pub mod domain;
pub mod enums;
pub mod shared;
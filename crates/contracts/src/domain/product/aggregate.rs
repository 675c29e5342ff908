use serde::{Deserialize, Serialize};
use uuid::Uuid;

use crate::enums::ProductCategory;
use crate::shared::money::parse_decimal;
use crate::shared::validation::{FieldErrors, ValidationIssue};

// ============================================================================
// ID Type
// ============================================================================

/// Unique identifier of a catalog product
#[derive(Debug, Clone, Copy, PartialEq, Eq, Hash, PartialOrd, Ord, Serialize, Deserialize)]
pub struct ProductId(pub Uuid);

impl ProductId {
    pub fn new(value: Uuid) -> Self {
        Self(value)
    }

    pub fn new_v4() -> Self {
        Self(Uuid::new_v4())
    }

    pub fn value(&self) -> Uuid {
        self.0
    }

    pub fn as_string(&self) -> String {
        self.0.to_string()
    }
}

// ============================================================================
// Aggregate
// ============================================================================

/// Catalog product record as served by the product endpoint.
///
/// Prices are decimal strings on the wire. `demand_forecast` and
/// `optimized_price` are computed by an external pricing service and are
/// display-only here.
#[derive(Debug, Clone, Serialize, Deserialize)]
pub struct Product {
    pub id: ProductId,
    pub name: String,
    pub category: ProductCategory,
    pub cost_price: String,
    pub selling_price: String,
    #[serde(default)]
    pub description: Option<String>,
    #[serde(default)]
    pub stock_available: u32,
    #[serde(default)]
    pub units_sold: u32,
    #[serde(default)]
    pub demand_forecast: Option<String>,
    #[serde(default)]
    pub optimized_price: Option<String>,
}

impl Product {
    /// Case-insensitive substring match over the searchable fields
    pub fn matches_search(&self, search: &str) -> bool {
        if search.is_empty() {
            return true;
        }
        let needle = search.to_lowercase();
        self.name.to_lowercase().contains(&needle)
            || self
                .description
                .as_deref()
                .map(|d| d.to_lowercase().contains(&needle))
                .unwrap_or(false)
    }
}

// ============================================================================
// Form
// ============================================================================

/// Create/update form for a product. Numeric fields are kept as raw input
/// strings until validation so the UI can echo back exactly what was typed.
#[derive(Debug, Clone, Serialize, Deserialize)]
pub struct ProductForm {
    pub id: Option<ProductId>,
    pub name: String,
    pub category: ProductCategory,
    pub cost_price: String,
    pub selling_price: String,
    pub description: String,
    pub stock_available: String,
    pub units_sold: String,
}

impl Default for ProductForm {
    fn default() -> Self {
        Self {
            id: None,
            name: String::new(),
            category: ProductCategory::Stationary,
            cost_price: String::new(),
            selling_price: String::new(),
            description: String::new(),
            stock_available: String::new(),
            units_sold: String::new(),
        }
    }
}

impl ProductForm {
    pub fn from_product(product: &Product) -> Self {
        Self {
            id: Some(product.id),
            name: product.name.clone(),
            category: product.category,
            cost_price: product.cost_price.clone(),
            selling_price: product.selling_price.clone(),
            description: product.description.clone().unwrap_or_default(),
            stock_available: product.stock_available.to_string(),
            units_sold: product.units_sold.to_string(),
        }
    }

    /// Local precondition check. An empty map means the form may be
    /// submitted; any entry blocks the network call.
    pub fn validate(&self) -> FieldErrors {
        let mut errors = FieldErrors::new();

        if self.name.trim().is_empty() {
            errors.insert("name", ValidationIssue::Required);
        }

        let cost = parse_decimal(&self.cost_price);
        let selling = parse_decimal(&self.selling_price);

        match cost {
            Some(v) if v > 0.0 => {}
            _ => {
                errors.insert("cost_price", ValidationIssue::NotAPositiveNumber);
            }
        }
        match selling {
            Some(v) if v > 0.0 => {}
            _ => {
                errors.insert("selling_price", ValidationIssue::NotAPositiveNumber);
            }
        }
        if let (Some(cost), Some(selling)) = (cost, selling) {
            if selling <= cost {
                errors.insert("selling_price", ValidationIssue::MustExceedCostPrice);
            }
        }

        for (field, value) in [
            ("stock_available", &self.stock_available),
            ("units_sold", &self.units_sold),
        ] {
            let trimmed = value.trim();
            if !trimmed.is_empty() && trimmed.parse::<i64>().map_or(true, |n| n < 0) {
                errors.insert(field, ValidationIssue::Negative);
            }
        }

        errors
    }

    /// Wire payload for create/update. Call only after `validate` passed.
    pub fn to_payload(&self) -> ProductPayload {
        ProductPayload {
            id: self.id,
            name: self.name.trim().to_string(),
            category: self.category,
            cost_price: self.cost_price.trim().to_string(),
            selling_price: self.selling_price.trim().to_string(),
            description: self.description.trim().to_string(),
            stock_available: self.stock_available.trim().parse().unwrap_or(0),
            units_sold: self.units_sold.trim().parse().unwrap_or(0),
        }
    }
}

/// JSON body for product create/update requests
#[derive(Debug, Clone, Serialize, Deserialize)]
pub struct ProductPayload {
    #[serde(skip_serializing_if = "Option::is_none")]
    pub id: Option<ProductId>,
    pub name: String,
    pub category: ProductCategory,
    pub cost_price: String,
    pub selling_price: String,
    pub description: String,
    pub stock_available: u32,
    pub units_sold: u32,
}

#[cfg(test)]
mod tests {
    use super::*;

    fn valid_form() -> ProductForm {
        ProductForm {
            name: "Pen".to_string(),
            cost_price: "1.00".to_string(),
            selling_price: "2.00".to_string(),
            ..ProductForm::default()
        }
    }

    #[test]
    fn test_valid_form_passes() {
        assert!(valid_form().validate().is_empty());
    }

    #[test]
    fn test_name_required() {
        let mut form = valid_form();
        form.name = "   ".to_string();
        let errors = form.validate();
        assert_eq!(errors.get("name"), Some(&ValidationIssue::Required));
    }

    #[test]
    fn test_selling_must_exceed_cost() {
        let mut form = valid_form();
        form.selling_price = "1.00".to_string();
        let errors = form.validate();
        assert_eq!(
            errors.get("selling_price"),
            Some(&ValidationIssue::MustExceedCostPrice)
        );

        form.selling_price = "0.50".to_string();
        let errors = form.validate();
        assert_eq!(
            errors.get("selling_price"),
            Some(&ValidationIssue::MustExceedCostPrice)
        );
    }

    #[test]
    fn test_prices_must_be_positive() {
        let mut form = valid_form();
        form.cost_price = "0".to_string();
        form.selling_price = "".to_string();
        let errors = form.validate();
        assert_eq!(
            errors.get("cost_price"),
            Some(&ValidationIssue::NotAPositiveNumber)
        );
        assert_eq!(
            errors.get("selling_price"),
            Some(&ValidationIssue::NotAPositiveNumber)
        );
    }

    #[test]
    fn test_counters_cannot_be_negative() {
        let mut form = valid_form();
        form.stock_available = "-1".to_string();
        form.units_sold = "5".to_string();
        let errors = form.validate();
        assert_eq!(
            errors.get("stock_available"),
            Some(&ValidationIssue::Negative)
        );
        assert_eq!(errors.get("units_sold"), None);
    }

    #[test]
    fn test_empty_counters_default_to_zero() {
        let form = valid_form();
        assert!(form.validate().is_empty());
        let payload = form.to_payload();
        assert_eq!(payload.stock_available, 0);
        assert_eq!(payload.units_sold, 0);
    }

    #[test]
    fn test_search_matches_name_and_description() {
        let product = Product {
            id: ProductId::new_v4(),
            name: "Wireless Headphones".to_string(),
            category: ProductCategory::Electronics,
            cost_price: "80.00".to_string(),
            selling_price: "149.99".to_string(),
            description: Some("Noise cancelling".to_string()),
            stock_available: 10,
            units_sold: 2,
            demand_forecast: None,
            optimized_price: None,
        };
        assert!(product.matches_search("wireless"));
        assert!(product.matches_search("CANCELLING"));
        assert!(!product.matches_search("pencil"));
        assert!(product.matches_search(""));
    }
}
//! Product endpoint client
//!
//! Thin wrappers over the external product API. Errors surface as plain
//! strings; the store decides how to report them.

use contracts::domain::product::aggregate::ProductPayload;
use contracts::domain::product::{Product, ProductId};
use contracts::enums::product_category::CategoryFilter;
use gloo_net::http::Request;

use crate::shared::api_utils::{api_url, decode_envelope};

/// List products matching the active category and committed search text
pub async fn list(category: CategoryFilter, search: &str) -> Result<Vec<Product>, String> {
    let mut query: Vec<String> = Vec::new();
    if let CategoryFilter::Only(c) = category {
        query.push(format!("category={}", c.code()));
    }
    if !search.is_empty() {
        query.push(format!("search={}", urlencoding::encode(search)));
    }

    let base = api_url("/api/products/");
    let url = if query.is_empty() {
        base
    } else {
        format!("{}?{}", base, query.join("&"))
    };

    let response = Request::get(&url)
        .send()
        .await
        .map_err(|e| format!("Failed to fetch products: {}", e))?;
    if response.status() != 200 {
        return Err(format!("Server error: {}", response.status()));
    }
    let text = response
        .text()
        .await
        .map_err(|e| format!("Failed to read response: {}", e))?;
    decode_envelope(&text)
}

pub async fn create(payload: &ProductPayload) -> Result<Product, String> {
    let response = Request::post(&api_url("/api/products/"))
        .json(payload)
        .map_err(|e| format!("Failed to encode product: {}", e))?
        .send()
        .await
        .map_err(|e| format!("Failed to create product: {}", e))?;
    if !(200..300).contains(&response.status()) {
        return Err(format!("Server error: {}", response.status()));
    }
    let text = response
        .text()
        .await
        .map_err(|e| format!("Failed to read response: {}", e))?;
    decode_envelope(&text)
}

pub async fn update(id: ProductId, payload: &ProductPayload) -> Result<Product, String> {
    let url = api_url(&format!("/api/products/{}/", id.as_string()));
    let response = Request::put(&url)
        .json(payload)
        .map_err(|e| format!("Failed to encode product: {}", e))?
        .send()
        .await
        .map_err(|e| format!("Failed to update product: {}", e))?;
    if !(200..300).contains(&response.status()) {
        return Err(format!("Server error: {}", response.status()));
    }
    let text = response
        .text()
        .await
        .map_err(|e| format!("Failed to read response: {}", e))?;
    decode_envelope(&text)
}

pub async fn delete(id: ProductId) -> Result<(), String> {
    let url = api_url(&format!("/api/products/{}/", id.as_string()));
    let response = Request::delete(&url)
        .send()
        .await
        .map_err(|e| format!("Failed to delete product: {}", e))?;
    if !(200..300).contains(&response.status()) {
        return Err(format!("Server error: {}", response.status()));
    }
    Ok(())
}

——

• EXERCISE DESCRIPTION:
Within the entries above, find each line where "trimmed" appears; copy every one.

• FINISHED TASK:
            let trimmed = value.trim();
            if !trimmed.is_empty() && trimmed.parse::<i64>().map_or(true, |n| n < 0) {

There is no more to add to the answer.